[Saved data entries]
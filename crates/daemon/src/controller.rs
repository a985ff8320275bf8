// SPDX-License-Identifier: BUSL-1.1
// Copyright (c) 2026 Alfred Jean LLC

//! Kubernetes controller wiring.
//!
//! Every `ClusterOperation` event (and every change to a Job it owns) maps
//! to one [`Reconciler::reconcile`] call. A finalizer makes sure the
//! in-flight job is cancelled when an operation is deleted mid-run.

use std::sync::Arc;
use std::time::Duration;

use futures_util::StreamExt;
use k8s_openapi::api::batch::v1::Job;
use ko_adapters::{KubeArtifactStore, KubeJobAdapter, KubeResourceStore};
use ko_core::{ClusterOperation, SystemClock};
use ko_engine::{BlockOnDrift, ReconcileConfig, ReconcileDeps, ReconcileOutcome, Reconciler, RuntimeError};
use kube::runtime::controller::Action;
use kube::runtime::finalizer::{finalizer, Event};
use kube::runtime::{watcher, Controller};
use kube::{Api, Client, ResourceExt};

use crate::error::ControllerError;

pub const FINALIZER: &str = "kubeop.io/job-cleanup";

/// Daemon settings read from the environment
#[derive(Debug, Clone)]
pub struct Settings {
    /// Watched namespace; `None` watches all
    pub namespace: Option<String>,
    pub config: ReconcileConfig,
    pub block_on_drift: bool,
    pub error_requeue: Duration,
}

type KubeReconciler = Reconciler<KubeResourceStore, KubeArtifactStore, KubeJobAdapter, SystemClock>;

struct Context {
    client: Client,
    reconciler: KubeReconciler,
    error_requeue: Duration,
}

fn scoped<K>(client: &Client, namespace: Option<&str>) -> Api<K>
where
    K: kube::Resource<Scope = k8s_openapi::NamespaceResourceScope>,
    K::DynamicType: Default,
{
    match namespace {
        Some(ns) => Api::namespaced(client.clone(), ns),
        None => Api::all(client.clone()),
    }
}

/// Run until a shutdown signal arrives.
pub async fn run(client: Client, settings: Settings) {
    let deps = ReconcileDeps {
        store: KubeResourceStore::new(client.clone()),
        artifacts: KubeArtifactStore::new(client.clone()),
        jobs: KubeJobAdapter::new(client.clone()),
    };
    let reconciler = Reconciler::new(deps, SystemClock, settings.config);
    let reconciler =
        if settings.block_on_drift { reconciler.with_drift_policy(BlockOnDrift) } else { reconciler };

    let operations: Api<ClusterOperation> = scoped(&client, settings.namespace.as_deref());
    let jobs: Api<Job> = scoped(&client, settings.namespace.as_deref());
    let ctx = Arc::new(Context { client, reconciler, error_requeue: settings.error_requeue });

    Controller::new(operations, watcher::Config::default())
        .owns(jobs, watcher::Config::default())
        .shutdown_on_signal()
        .run(reconcile, error_policy, ctx)
        .for_each(|result| async move {
            match result {
                Ok((obj, action)) => tracing::debug!(operation = %obj, ?action, "reconciled"),
                Err(e) => tracing::warn!(error = %e, "controller stream error"),
            }
        })
        .await;
}

async fn reconcile(
    operation: Arc<ClusterOperation>,
    ctx: Arc<Context>,
) -> Result<Action, ControllerError> {
    let namespace =
        operation.namespace().ok_or_else(|| ControllerError::MissingNamespace(operation.name_any()))?;
    let api: Api<ClusterOperation> = Api::namespaced(ctx.client.clone(), &namespace);

    finalizer(&api, FINALIZER, operation, |event| async move {
        match event {
            Event::Apply(op) => {
                let outcome = ctx.reconciler.reconcile(&namespace, &op.name_any()).await?;
                Ok::<_, RuntimeError>(requeue_action(&outcome))
            }
            Event::Cleanup(op) => {
                ctx.reconciler.cancel_operation(&op).await?;
                Ok(Action::await_change())
            }
        }
    })
    .await
    .map_err(|e| ControllerError::Finalizer(Box::new(e)))
}

fn error_policy(operation: Arc<ClusterOperation>, error: &ControllerError, ctx: Arc<Context>) -> Action {
    tracing::warn!(operation = %operation.name_any(), %error, "reconcile failed");
    Action::requeue(ctx.error_requeue)
}

fn requeue_action(outcome: &ReconcileOutcome) -> Action {
    match outcome.requeue_after {
        Some(after) => Action::requeue(after),
        None => Action::await_change(),
    }
}

#[cfg(test)]
#[path = "controller_tests.rs"]
mod tests;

Exercise — Each line of the records above that includes the string "tracing" should be counted. Report the total alone.

Written response — 3